◆ WHAT TO DO:
Only a number is wanted here: the number of lines of the data that include "crate".

(Collected data entries)
◇ ◇ ◇ ◇

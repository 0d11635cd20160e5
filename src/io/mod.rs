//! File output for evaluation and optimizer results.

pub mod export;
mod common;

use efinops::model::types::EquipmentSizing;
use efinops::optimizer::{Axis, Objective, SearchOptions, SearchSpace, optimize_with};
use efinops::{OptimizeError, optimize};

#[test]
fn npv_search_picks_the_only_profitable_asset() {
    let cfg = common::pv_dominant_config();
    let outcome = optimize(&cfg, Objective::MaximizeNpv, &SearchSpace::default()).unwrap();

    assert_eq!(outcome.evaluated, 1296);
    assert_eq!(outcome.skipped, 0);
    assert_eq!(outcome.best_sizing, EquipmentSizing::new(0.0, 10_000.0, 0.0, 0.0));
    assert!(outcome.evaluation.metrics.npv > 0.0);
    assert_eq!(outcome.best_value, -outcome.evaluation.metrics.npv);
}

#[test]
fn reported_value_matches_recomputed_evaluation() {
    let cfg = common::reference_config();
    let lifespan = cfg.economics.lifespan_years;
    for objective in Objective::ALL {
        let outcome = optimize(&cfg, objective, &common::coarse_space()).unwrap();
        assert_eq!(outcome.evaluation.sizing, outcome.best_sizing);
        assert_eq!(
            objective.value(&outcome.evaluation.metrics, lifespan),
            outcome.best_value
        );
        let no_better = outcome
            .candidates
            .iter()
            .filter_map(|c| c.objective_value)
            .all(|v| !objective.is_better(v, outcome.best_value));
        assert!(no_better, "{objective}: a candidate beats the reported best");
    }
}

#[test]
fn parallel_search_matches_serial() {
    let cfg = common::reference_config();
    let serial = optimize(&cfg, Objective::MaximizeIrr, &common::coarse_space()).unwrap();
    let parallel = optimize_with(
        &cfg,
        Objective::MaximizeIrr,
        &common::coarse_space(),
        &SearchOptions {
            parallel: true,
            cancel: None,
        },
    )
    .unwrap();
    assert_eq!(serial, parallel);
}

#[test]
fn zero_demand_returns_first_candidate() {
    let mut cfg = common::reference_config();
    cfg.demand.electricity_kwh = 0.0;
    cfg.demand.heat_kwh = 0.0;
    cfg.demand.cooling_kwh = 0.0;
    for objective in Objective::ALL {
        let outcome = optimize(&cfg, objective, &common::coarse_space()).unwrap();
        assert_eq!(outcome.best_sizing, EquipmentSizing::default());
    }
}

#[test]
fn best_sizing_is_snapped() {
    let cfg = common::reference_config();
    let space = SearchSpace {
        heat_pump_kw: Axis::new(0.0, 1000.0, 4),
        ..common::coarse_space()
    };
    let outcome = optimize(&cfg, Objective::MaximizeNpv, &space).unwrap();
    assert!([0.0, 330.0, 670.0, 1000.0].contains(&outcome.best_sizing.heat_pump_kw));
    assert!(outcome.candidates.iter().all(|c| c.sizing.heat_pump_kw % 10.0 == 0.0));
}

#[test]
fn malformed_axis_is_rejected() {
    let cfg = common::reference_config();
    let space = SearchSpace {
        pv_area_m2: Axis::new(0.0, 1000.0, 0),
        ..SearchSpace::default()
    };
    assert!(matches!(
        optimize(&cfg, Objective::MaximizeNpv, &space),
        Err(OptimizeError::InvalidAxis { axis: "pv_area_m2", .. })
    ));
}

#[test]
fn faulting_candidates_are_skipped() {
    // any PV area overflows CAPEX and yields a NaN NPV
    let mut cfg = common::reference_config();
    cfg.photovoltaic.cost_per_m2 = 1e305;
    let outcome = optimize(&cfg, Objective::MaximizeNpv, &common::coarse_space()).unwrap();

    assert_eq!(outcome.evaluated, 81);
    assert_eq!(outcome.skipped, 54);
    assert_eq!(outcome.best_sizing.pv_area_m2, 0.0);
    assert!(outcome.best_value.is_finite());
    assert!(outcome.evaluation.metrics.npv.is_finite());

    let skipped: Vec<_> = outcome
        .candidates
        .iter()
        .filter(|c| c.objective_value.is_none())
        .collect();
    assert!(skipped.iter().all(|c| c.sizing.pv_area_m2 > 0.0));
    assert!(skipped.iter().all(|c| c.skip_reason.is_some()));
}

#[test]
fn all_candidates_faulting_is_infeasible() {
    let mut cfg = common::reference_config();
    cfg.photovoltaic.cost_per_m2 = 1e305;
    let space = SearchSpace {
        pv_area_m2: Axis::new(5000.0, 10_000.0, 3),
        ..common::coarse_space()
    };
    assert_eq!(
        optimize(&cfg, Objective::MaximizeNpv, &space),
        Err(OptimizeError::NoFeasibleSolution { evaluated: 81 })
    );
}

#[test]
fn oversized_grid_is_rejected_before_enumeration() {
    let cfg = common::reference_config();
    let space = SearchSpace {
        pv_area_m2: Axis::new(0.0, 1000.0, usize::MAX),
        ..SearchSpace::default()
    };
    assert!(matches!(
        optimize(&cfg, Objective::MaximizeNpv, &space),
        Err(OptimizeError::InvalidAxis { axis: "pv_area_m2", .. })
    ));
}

◇ ◇ ◇ ◇

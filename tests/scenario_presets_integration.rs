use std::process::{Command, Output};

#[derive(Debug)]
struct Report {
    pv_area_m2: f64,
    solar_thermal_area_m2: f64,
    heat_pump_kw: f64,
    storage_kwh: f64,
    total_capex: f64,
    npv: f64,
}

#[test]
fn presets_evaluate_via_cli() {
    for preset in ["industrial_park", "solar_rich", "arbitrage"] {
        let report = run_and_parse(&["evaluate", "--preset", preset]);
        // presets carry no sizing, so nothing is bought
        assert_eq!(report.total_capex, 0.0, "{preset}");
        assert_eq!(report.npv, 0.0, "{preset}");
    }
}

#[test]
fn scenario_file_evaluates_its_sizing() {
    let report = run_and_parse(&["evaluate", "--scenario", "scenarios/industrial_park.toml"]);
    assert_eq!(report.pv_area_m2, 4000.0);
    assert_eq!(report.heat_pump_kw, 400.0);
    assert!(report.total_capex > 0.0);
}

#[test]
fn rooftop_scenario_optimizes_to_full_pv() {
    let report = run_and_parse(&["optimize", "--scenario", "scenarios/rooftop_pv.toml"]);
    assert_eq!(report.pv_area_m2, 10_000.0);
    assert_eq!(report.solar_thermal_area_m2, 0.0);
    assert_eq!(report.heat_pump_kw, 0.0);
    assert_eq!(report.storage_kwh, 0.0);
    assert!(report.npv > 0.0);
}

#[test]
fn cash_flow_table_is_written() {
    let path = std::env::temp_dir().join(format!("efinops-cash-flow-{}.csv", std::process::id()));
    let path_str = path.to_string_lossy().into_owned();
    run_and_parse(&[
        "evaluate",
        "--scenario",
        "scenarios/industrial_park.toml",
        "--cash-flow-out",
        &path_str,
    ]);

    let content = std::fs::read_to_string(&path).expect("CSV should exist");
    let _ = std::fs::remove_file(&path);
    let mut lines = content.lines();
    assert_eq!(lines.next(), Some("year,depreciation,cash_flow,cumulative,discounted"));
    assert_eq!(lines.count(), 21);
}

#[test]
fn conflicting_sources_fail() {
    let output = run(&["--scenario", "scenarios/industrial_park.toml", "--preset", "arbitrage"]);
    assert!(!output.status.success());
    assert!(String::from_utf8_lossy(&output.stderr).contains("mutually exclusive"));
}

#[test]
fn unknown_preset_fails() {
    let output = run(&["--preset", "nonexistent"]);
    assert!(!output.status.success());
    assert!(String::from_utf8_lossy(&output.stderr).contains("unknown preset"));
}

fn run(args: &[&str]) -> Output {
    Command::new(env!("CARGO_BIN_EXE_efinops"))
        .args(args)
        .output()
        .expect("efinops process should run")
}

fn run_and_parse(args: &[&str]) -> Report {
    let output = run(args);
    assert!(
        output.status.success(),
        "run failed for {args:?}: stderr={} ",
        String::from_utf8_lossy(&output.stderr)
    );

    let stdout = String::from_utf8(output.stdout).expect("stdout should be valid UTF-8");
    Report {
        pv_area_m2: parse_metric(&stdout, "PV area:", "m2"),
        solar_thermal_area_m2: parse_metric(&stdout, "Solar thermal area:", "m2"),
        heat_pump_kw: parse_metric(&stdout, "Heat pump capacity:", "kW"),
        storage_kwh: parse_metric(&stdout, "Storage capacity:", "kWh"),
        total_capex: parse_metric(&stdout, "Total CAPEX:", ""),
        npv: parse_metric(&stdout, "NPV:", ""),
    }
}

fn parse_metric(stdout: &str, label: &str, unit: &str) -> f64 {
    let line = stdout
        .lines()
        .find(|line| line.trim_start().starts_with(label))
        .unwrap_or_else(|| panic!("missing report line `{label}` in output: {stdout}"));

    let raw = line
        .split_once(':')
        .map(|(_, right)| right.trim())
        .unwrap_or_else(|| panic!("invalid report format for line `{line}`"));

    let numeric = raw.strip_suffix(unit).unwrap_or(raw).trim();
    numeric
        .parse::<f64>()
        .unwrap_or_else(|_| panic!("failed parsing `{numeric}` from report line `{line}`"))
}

◇ ◇ ◇ ◇

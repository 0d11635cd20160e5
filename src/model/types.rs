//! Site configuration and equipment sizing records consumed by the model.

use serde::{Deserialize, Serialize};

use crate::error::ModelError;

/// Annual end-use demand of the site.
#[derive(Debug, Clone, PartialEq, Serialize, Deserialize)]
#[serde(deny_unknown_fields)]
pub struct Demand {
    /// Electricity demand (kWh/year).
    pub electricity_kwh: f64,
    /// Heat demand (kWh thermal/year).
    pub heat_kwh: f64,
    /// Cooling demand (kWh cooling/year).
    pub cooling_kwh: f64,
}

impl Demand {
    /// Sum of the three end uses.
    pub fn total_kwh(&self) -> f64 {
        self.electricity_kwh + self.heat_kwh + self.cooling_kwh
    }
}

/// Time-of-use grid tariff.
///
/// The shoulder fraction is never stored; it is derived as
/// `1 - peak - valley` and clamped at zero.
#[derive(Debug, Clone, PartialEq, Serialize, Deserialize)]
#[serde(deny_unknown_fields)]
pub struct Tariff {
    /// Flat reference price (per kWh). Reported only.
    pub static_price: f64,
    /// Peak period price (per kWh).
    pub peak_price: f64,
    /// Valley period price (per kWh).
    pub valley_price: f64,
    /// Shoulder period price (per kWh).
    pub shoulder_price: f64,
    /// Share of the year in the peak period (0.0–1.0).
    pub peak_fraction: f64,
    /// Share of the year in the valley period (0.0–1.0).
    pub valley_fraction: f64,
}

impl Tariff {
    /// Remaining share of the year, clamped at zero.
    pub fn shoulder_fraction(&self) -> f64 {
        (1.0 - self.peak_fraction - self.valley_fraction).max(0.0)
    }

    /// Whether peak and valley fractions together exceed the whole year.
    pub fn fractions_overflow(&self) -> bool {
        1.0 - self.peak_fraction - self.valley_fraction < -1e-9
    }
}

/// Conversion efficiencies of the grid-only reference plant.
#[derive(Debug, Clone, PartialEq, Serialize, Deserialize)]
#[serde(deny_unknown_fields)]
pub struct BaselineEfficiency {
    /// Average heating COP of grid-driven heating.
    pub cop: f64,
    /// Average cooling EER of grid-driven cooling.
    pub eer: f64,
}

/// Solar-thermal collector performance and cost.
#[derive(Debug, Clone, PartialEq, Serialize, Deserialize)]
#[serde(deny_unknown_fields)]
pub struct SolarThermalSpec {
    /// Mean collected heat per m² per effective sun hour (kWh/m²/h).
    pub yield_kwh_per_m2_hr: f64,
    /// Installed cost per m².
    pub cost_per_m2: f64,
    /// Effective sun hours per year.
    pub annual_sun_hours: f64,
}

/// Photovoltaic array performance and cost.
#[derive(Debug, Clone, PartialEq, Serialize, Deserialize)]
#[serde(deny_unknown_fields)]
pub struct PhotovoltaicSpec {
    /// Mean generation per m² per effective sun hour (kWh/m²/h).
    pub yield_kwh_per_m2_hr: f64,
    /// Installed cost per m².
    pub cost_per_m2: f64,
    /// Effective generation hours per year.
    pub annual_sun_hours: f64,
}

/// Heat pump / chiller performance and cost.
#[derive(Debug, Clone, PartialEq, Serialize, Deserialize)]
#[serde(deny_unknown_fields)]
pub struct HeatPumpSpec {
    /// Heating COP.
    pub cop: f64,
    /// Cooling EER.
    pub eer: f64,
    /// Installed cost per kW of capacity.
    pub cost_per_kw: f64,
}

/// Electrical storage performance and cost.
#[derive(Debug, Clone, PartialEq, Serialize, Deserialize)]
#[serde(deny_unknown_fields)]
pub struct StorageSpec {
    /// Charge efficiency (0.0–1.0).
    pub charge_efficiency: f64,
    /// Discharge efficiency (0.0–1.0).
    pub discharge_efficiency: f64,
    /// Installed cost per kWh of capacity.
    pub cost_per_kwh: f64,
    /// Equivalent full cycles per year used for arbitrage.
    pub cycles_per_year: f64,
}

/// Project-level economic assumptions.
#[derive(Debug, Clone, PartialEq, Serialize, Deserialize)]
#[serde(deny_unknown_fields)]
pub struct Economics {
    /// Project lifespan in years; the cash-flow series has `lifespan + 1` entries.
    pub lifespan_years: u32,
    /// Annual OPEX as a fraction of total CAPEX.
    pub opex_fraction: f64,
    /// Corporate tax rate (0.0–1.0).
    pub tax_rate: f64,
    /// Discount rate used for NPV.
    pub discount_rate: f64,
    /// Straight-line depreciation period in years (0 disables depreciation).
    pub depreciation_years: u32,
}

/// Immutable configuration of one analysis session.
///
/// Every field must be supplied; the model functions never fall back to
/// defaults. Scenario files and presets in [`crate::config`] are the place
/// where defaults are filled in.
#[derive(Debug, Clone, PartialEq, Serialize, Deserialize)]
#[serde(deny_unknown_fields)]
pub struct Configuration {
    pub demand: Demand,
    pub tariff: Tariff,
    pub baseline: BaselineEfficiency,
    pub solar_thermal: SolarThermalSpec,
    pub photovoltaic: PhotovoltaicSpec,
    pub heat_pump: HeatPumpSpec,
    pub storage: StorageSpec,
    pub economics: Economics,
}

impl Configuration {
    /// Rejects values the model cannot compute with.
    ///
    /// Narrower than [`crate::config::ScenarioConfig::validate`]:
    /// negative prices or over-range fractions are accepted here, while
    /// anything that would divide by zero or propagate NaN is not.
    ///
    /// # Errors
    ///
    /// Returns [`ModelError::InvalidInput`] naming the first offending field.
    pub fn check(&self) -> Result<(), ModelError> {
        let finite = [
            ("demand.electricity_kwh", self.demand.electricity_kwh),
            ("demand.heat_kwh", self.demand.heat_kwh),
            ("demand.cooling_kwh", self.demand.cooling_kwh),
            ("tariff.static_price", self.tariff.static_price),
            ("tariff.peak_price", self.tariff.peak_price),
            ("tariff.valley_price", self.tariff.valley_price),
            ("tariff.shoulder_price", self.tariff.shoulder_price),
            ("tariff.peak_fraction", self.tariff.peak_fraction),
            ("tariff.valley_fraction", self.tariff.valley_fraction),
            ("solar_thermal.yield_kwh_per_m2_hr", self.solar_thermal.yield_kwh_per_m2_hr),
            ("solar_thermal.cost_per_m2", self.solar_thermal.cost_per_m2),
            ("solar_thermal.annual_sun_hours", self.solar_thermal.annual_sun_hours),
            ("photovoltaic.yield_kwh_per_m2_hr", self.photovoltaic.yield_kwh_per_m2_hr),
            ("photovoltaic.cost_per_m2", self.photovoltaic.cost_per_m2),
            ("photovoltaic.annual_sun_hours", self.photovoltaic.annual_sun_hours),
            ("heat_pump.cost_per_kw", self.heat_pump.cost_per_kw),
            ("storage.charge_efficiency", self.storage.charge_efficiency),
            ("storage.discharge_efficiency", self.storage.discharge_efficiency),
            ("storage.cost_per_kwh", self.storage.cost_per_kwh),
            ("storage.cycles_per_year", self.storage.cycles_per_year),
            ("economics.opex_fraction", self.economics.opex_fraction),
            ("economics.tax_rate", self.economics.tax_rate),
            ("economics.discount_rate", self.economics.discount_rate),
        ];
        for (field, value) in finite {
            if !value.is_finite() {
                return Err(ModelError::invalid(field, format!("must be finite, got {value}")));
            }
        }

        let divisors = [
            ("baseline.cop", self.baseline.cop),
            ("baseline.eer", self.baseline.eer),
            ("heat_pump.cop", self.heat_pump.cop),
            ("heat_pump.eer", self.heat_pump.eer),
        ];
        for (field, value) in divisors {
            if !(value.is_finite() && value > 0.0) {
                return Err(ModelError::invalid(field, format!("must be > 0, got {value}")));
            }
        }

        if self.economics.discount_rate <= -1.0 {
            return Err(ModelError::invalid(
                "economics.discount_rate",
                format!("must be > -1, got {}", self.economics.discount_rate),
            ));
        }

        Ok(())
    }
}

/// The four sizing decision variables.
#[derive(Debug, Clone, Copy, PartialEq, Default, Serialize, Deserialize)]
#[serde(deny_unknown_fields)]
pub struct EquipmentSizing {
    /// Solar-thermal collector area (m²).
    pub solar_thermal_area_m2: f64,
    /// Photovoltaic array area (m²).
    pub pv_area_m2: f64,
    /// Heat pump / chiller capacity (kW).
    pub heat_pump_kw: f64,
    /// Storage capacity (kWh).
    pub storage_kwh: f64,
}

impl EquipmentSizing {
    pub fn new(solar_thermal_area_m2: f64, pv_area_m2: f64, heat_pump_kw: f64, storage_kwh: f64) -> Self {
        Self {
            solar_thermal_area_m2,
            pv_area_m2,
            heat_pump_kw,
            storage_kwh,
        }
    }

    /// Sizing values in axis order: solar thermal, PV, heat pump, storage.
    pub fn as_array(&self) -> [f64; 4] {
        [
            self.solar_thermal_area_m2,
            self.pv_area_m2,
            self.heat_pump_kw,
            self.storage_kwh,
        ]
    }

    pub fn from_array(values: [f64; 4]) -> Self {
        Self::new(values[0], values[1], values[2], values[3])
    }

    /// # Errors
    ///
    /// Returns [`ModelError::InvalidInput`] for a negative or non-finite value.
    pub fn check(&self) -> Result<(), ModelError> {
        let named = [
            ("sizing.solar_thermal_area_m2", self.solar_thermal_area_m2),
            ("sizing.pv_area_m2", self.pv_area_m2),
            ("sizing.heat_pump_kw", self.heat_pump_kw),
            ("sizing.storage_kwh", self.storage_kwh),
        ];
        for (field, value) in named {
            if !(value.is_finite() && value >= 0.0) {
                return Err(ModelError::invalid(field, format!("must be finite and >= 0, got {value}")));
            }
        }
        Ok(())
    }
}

◇ ◇ ◇ ◇

◆ WRITTEN ANSWER:
3